### WHAT THE TASK REQUIRES
Set down exactly, from the records below, the line with "use crate::load::parse::ProgramParser;" through the line with "of the first", and nothing else.

### Stored items
———

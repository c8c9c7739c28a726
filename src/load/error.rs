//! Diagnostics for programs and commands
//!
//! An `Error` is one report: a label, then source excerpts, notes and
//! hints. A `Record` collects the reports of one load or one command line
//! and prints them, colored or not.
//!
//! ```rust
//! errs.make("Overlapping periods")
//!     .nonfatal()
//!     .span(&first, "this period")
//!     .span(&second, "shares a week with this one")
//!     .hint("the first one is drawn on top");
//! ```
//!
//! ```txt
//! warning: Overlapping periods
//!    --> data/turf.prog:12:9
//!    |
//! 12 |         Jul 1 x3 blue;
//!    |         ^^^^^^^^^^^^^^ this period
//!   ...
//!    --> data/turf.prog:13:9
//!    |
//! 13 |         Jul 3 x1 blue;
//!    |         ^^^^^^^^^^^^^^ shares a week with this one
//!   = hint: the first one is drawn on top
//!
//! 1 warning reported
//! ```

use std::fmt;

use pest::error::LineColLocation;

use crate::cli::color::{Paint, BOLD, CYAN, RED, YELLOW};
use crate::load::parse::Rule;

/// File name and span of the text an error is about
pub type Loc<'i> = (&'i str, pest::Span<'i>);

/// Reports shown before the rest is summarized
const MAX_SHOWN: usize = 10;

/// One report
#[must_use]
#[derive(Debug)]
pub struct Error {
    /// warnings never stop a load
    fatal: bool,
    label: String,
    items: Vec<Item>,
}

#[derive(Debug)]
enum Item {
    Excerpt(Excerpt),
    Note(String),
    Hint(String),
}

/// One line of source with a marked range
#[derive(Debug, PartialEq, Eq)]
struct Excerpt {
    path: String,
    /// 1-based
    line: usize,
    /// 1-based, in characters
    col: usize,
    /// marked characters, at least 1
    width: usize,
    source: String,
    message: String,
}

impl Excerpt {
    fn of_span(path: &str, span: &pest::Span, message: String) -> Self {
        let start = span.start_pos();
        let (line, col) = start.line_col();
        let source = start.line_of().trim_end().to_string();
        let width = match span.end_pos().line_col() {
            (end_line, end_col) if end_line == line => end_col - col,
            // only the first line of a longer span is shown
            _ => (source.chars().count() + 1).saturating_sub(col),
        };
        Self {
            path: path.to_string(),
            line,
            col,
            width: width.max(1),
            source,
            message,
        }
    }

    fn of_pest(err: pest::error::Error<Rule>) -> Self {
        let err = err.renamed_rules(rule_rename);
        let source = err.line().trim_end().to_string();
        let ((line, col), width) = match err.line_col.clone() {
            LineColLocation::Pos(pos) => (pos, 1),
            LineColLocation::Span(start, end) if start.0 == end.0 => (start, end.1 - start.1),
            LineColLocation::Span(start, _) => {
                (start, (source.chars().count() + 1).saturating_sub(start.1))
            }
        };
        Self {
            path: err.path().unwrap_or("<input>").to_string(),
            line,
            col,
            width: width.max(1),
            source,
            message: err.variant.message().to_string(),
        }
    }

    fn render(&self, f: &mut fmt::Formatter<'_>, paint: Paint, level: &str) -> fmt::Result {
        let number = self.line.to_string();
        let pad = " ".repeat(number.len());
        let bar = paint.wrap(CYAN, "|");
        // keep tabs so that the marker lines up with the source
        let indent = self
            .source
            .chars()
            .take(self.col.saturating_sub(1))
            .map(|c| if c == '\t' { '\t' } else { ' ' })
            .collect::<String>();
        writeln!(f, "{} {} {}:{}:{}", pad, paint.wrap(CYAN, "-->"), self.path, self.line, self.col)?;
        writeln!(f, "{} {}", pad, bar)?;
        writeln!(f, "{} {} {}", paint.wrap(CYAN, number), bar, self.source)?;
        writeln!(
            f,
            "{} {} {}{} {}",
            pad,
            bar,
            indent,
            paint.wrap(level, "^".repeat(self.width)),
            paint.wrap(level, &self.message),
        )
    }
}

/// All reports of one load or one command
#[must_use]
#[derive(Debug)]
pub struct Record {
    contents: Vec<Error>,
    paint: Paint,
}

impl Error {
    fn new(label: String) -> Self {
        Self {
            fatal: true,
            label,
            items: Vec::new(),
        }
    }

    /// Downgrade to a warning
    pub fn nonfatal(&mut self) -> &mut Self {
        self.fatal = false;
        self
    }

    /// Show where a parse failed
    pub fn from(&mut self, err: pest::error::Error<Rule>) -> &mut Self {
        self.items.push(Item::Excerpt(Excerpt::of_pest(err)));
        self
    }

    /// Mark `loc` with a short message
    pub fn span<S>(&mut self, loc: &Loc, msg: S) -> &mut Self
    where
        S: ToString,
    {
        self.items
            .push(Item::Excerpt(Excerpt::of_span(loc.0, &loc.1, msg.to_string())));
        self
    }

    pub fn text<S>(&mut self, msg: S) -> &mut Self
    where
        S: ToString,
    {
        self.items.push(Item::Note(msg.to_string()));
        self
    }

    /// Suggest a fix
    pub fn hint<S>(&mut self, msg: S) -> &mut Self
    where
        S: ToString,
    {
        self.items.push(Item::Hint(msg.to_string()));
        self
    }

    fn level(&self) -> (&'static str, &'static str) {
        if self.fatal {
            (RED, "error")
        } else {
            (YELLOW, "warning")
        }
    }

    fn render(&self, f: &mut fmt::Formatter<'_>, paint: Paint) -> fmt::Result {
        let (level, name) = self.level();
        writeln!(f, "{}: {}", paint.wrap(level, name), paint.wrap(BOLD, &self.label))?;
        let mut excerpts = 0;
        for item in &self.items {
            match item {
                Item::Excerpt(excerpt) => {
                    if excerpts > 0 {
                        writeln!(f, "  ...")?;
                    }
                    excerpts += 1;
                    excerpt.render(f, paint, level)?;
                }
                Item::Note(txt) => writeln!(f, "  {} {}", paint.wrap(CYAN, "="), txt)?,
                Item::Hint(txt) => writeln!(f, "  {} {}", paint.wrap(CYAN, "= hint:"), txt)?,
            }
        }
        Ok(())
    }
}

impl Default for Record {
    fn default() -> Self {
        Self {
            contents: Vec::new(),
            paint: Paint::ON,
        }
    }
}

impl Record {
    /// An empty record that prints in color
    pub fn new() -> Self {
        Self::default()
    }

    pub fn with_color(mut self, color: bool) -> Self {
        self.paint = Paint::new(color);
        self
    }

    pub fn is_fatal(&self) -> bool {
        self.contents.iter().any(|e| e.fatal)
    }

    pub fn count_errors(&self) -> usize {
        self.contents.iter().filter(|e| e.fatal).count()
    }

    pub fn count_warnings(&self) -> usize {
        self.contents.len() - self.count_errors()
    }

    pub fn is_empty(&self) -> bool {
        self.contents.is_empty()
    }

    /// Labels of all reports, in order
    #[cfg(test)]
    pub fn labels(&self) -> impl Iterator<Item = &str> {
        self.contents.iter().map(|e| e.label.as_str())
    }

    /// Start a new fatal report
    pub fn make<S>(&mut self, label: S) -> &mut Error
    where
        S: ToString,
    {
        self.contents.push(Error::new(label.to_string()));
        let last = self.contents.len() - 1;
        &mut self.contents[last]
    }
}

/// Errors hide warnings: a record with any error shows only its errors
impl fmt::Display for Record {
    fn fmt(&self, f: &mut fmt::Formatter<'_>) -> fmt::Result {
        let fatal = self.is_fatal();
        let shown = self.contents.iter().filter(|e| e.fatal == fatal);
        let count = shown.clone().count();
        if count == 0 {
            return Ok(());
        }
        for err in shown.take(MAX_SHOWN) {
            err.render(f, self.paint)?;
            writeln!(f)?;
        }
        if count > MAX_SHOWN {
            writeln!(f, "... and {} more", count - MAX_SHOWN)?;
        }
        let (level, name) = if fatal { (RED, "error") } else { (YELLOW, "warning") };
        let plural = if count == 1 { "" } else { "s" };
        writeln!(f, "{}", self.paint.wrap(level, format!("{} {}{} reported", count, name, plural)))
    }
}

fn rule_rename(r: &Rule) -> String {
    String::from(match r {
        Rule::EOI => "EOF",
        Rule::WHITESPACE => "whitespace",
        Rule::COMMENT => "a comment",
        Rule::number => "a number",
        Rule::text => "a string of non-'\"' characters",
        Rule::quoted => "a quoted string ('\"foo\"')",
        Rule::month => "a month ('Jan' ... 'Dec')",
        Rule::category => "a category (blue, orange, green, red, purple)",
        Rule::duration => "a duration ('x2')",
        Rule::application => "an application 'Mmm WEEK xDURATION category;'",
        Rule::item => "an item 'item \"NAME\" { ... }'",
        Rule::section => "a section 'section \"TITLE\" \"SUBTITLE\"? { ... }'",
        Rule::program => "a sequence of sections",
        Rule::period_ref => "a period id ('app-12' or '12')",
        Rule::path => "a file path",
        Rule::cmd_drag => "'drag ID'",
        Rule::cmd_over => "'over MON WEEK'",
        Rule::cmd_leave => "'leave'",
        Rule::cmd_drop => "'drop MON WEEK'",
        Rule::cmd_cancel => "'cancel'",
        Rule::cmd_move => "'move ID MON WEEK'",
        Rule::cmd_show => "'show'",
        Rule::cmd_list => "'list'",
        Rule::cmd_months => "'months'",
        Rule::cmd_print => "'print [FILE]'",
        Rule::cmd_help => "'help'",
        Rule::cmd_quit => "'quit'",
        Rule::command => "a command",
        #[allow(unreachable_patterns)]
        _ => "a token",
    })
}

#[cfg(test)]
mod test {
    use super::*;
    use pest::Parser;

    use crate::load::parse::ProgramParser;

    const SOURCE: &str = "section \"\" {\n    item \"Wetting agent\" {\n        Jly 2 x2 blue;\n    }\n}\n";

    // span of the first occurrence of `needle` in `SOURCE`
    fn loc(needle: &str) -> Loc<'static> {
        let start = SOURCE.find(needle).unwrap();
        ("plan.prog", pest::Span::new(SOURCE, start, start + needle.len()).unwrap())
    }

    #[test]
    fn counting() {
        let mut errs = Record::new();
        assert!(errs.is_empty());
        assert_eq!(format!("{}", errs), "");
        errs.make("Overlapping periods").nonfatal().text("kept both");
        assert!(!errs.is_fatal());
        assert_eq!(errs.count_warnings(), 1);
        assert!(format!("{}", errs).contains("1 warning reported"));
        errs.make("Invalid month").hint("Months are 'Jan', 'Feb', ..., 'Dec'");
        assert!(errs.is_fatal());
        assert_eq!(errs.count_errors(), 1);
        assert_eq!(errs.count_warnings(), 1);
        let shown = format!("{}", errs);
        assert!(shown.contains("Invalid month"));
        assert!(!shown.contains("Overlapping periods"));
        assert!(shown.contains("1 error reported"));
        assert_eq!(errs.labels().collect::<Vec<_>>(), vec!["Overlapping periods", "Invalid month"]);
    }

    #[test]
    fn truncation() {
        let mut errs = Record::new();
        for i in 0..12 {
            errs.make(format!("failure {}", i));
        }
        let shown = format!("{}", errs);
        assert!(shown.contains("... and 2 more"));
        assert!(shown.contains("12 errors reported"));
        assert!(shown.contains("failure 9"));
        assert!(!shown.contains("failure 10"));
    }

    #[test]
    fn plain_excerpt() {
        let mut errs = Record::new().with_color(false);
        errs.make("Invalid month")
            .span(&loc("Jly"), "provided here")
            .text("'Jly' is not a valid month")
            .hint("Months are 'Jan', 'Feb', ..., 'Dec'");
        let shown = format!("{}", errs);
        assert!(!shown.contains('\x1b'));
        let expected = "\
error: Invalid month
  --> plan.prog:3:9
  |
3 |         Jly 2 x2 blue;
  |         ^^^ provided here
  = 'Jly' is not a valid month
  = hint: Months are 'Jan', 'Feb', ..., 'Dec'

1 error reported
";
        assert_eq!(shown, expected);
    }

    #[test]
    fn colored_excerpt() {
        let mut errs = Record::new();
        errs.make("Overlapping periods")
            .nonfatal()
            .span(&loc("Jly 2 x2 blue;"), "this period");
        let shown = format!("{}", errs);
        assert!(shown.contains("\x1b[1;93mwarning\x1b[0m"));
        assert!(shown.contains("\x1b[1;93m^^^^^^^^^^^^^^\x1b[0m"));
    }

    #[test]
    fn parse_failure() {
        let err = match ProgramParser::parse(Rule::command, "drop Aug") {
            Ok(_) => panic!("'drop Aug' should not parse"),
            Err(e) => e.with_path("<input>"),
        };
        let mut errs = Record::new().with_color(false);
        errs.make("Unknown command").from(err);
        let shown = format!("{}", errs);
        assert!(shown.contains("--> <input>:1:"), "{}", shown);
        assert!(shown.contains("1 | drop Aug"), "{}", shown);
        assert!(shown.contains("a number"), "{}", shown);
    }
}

———

### TASK RESPONSE
    use crate::load::parse::ProgramParser;

    const SOURCE: &str = "section \"\" {\n    item \"Wetting agent\" {\n        Jly 2 x2 blue;\n    }\n}\n";

    // span of the first occurrence of `needle` in `SOURCE`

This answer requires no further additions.